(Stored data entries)
----------

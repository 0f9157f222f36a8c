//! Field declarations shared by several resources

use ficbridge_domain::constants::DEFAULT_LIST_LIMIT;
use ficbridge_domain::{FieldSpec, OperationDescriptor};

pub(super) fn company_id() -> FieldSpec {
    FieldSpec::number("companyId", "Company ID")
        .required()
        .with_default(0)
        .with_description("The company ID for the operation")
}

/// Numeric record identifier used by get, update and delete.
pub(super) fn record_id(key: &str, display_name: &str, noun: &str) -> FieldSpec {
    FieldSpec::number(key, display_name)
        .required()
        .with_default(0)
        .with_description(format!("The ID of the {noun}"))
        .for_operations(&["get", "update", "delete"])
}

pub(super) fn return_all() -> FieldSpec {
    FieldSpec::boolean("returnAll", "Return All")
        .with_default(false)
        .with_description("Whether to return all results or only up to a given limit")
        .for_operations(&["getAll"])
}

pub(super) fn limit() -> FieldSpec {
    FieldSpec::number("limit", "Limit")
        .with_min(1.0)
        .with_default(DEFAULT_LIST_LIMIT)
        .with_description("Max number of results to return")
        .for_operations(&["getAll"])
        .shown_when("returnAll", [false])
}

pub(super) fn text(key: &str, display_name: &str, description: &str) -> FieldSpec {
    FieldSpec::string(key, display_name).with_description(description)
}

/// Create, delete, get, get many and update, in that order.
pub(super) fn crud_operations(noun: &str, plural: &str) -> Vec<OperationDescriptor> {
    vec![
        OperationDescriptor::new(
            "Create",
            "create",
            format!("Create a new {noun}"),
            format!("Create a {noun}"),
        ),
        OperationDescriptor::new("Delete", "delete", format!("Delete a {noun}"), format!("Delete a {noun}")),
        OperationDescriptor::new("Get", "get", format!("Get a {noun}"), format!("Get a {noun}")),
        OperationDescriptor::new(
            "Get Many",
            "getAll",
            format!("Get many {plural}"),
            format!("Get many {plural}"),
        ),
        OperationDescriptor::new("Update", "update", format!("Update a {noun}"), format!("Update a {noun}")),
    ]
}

----------

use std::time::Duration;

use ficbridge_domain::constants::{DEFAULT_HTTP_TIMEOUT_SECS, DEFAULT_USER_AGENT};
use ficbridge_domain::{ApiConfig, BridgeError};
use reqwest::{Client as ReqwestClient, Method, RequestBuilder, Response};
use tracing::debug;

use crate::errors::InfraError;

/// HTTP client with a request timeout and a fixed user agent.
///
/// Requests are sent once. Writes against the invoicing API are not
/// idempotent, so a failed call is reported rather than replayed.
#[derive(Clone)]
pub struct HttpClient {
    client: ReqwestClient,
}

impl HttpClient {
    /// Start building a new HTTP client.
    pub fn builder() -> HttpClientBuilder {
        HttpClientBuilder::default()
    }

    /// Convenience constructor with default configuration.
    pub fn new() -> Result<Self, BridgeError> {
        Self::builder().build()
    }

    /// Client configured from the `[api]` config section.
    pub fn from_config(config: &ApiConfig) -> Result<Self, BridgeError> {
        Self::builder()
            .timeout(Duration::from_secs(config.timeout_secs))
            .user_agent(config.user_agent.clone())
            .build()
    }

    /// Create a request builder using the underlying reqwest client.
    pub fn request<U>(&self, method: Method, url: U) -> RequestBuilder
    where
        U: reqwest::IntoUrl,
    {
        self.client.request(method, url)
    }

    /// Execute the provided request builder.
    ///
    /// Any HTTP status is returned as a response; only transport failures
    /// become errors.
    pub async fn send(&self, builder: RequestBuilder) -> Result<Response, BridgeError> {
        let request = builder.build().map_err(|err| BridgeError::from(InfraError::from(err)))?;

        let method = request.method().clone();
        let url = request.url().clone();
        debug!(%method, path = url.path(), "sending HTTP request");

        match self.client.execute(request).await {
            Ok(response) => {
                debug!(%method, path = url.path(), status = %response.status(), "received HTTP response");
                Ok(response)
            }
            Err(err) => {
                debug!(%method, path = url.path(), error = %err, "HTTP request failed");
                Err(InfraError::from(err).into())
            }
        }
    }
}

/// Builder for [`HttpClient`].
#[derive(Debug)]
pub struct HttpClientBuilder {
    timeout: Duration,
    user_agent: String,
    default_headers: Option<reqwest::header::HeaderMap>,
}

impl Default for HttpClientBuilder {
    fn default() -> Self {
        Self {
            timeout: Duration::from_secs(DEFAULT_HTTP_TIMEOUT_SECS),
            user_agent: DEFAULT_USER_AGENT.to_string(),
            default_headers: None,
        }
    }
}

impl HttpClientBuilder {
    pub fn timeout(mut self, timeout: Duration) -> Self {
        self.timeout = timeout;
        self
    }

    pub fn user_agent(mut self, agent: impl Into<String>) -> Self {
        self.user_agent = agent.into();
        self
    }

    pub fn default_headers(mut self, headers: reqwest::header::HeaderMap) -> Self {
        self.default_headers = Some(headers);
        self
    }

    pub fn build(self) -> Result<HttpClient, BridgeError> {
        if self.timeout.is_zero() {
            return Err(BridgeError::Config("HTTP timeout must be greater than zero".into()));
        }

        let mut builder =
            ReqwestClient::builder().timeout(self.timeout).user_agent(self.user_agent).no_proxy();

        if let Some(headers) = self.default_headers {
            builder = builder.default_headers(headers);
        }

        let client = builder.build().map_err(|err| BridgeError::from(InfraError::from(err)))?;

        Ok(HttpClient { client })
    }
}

----------

Going through the data above, return each line with the word "failed".

◆ **Exercise response**
/// idempotent, so a failed call is reported rather than replayed.
                debug!(%method, path = url.path(), error = %err, "HTTP request failed");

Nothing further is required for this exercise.